→ **YOUR OBJECTIVE**:
In the records below, find the line that contains "println!();" and the line that contains "if let Some(notes)", then retype exactly those two lines and every line between them.

→ **RECORD EXCERPTS**:
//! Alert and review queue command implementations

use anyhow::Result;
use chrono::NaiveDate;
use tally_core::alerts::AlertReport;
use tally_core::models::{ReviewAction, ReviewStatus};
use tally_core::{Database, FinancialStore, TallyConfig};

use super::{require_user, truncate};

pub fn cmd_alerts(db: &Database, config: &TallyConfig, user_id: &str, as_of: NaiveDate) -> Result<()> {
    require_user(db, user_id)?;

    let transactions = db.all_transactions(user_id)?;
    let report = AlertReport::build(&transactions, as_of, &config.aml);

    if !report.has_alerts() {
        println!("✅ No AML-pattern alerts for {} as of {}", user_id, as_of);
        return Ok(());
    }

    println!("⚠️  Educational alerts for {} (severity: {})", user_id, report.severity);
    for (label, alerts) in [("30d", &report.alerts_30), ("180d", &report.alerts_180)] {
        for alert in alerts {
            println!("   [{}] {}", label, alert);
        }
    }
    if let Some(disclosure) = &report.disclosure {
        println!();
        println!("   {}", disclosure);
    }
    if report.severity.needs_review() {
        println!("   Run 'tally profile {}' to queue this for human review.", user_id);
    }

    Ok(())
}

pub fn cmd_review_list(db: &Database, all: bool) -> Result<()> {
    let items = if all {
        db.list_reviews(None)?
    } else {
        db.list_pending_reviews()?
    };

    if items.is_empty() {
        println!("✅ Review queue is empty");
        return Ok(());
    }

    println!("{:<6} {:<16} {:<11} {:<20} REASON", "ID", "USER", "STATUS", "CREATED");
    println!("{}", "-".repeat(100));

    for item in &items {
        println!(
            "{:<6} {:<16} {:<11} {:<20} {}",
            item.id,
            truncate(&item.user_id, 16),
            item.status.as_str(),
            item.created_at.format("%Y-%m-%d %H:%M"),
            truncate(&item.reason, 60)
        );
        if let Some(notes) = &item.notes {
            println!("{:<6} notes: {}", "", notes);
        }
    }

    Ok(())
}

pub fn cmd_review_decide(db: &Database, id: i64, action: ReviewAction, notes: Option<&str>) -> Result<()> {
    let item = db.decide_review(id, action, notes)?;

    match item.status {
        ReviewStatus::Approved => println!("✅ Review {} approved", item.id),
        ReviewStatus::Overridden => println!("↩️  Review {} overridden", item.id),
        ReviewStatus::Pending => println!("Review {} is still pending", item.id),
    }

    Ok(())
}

→ **TASK SOLUTION**:
        println!();
        println!("   {}", disclosure);
    }
    if report.severity.needs_review() {
        println!("   Run 'tally profile {}' to queue this for human review.", user_id);
    }

    Ok(())
}

pub fn cmd_review_list(db: &Database, all: bool) -> Result<()> {
    let items = if all {
        db.list_reviews(None)?
    } else {
        db.list_pending_reviews()?
    };

    if items.is_empty() {
        println!("✅ Review queue is empty");
        return Ok(());
    }

    println!("{:<6} {:<16} {:<11} {:<20} REASON", "ID", "USER", "STATUS", "CREATED");
    println!("{}", "-".repeat(100));

    for item in &items {
        println!(
            "{:<6} {:<16} {:<11} {:<20} {}",
            item.id,
            truncate(&item.user_id, 16),
            item.status.as_str(),
            item.created_at.format("%Y-%m-%d %H:%M"),
            truncate(&item.reason, 60)
        );
        if let Some(notes) = &item.notes {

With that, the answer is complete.